Saved data entries
┌────────

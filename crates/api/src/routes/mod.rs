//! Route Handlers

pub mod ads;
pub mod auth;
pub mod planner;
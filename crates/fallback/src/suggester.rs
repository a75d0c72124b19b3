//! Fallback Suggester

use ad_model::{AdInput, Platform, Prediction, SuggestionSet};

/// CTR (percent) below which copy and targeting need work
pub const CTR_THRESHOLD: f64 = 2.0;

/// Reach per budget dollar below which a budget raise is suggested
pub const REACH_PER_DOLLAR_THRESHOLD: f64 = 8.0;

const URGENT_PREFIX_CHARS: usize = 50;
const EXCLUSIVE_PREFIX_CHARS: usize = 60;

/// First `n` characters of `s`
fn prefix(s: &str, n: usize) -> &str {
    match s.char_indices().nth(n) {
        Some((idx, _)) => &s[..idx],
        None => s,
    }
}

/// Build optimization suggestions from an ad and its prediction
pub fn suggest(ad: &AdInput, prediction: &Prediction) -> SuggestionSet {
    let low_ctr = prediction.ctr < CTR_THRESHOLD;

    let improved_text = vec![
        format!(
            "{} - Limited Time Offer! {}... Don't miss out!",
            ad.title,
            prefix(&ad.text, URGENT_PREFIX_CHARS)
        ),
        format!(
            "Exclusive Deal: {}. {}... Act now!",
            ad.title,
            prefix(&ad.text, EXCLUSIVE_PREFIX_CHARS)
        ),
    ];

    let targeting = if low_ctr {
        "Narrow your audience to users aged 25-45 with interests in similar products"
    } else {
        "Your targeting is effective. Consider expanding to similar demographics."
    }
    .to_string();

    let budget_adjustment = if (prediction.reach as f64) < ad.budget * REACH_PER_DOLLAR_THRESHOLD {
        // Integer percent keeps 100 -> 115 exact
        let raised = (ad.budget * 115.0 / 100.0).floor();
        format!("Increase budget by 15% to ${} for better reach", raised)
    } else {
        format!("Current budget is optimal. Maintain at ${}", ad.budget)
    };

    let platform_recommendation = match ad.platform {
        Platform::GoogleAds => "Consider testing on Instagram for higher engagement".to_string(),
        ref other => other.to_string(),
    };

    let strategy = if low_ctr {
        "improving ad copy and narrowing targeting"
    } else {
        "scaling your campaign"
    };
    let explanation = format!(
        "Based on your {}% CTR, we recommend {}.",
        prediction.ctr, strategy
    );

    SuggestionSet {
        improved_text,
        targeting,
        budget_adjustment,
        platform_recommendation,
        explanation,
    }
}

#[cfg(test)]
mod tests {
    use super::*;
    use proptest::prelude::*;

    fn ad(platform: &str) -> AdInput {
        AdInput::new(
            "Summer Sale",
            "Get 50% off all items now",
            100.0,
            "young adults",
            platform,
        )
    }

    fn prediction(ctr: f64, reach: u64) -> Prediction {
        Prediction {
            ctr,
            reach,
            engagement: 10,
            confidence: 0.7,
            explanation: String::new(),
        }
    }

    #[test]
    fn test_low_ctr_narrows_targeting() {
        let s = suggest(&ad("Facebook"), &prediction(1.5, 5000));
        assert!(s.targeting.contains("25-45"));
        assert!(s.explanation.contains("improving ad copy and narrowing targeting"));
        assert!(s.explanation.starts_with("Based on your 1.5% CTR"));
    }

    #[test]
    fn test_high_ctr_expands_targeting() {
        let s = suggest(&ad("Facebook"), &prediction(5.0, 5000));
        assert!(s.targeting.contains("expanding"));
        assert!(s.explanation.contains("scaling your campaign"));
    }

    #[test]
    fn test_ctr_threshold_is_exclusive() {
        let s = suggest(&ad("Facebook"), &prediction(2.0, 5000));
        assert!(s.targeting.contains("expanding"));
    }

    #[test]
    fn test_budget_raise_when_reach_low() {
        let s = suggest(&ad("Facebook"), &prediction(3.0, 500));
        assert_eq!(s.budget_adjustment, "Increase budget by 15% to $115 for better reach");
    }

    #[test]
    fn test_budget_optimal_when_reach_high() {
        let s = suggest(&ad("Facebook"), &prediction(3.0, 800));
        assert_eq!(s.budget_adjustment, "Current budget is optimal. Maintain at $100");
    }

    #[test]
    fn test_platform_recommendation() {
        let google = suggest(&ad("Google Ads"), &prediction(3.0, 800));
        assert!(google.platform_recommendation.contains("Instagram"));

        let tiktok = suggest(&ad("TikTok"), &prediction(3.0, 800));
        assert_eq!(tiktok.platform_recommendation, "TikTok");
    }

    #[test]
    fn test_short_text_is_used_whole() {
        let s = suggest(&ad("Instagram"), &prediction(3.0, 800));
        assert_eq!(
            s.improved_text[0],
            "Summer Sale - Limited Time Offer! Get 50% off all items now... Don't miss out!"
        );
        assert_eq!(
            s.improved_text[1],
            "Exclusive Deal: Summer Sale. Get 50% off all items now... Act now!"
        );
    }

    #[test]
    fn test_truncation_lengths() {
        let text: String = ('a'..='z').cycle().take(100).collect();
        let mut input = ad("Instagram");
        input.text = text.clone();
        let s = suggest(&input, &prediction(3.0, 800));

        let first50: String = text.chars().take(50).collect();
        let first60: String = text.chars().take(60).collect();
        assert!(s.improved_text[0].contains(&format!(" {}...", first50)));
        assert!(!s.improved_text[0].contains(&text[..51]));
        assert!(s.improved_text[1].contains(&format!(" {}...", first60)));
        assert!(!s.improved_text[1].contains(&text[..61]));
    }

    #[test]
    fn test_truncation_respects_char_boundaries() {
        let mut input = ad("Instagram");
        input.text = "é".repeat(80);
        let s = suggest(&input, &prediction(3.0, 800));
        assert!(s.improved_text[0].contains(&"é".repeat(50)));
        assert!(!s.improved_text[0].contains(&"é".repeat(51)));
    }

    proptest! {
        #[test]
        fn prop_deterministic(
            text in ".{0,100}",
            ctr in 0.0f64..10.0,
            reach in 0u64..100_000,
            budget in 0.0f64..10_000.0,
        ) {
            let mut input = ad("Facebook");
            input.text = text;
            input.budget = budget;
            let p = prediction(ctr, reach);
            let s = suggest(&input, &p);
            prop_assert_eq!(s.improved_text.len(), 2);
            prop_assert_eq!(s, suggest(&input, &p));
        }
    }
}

└────────
┌────────

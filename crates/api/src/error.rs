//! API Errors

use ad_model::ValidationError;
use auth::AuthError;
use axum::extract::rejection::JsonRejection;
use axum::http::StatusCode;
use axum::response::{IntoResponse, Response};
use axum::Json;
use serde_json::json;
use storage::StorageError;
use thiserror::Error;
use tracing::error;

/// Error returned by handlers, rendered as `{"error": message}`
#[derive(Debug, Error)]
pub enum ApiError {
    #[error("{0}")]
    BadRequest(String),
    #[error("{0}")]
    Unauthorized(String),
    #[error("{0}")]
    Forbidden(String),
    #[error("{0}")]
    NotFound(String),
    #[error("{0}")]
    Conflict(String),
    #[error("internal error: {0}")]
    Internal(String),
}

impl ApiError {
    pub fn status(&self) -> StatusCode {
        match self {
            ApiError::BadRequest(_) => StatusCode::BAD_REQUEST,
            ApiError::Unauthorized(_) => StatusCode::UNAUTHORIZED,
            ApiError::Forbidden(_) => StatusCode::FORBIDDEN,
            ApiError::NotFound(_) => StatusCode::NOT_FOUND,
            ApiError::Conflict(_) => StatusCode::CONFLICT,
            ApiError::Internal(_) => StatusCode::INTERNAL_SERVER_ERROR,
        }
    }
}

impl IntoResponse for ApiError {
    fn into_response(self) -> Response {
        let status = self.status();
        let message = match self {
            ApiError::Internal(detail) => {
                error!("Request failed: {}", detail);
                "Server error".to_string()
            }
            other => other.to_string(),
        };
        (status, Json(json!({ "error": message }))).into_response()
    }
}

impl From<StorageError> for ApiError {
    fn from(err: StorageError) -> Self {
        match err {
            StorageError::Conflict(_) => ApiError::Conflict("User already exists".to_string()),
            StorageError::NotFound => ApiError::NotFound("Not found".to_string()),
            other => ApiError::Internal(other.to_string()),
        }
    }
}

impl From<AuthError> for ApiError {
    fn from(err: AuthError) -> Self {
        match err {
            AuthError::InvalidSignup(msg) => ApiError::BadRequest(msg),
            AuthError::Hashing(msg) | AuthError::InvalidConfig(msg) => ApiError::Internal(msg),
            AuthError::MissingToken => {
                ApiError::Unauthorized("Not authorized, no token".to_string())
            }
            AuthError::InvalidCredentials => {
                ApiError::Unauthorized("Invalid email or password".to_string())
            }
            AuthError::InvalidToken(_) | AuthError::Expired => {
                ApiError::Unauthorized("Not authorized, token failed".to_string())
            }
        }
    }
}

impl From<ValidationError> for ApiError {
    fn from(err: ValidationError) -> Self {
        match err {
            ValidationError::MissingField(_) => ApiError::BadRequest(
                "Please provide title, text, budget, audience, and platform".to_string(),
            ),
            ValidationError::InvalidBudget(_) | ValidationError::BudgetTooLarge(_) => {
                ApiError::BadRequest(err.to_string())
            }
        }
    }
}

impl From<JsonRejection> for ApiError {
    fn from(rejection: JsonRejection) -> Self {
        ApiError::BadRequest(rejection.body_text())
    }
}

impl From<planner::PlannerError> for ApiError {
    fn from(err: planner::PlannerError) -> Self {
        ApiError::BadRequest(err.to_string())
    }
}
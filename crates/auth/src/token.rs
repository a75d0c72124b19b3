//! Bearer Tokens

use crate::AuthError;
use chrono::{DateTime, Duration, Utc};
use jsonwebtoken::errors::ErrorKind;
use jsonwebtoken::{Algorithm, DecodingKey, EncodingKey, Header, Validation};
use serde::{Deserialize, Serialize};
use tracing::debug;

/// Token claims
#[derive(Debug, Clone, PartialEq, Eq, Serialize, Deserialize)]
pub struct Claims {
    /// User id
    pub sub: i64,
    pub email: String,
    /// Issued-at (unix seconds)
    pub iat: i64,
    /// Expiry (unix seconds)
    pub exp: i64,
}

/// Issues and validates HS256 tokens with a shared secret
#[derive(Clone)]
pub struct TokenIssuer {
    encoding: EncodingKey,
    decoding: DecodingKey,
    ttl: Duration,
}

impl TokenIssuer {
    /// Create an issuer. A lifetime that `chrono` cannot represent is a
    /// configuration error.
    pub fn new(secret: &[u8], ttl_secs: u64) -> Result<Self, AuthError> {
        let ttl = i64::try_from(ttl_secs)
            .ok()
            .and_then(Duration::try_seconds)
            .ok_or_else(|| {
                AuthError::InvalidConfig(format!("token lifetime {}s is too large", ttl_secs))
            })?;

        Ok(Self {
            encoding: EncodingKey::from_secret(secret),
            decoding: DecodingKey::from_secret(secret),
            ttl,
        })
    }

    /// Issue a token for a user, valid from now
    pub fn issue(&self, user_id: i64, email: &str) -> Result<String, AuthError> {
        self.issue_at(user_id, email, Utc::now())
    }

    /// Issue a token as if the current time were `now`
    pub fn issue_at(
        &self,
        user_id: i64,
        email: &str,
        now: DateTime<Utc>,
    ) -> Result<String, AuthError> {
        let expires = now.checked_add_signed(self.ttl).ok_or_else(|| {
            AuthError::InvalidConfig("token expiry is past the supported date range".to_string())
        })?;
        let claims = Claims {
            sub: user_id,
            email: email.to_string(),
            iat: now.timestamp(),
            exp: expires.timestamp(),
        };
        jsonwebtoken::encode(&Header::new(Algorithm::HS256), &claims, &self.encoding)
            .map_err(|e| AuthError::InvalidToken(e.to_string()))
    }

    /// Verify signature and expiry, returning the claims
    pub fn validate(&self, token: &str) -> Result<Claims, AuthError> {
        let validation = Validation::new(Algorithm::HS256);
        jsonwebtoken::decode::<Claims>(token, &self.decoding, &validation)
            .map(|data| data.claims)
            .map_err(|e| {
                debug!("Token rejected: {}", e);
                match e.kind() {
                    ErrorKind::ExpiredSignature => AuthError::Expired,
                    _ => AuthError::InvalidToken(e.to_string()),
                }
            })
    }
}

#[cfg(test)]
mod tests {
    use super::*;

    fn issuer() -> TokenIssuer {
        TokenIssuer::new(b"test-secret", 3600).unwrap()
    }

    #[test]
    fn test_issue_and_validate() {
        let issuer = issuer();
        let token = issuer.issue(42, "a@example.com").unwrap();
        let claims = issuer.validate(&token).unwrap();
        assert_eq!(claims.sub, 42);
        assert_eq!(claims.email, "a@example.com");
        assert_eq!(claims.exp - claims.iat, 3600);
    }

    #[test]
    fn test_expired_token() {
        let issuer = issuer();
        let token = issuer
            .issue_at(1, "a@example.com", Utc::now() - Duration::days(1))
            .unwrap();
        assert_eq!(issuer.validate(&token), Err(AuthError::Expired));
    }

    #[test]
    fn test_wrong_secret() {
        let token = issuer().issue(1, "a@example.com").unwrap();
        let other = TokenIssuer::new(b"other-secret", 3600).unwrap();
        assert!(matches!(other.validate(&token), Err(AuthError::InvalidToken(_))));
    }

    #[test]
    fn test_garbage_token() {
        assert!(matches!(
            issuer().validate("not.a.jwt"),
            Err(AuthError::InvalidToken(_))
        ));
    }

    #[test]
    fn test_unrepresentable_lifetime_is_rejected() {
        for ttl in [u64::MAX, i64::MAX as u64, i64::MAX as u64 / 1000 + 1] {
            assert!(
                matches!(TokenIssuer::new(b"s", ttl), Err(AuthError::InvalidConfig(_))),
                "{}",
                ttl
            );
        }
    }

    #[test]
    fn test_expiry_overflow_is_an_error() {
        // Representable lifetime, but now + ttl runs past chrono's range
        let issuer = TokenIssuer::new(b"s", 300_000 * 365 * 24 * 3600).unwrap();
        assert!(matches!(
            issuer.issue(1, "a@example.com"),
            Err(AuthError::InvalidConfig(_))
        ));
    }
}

└────────

What lines in the records contain the word "matches"? Return each one.

        assert!(matches!(other.validate(&token), Err(AuthError::InvalidToken(_))));
        assert!(matches!(
                matches!(TokenIssuer::new(b"s", ttl), Err(AuthError::InvalidConfig(_))),
        assert!(matches!(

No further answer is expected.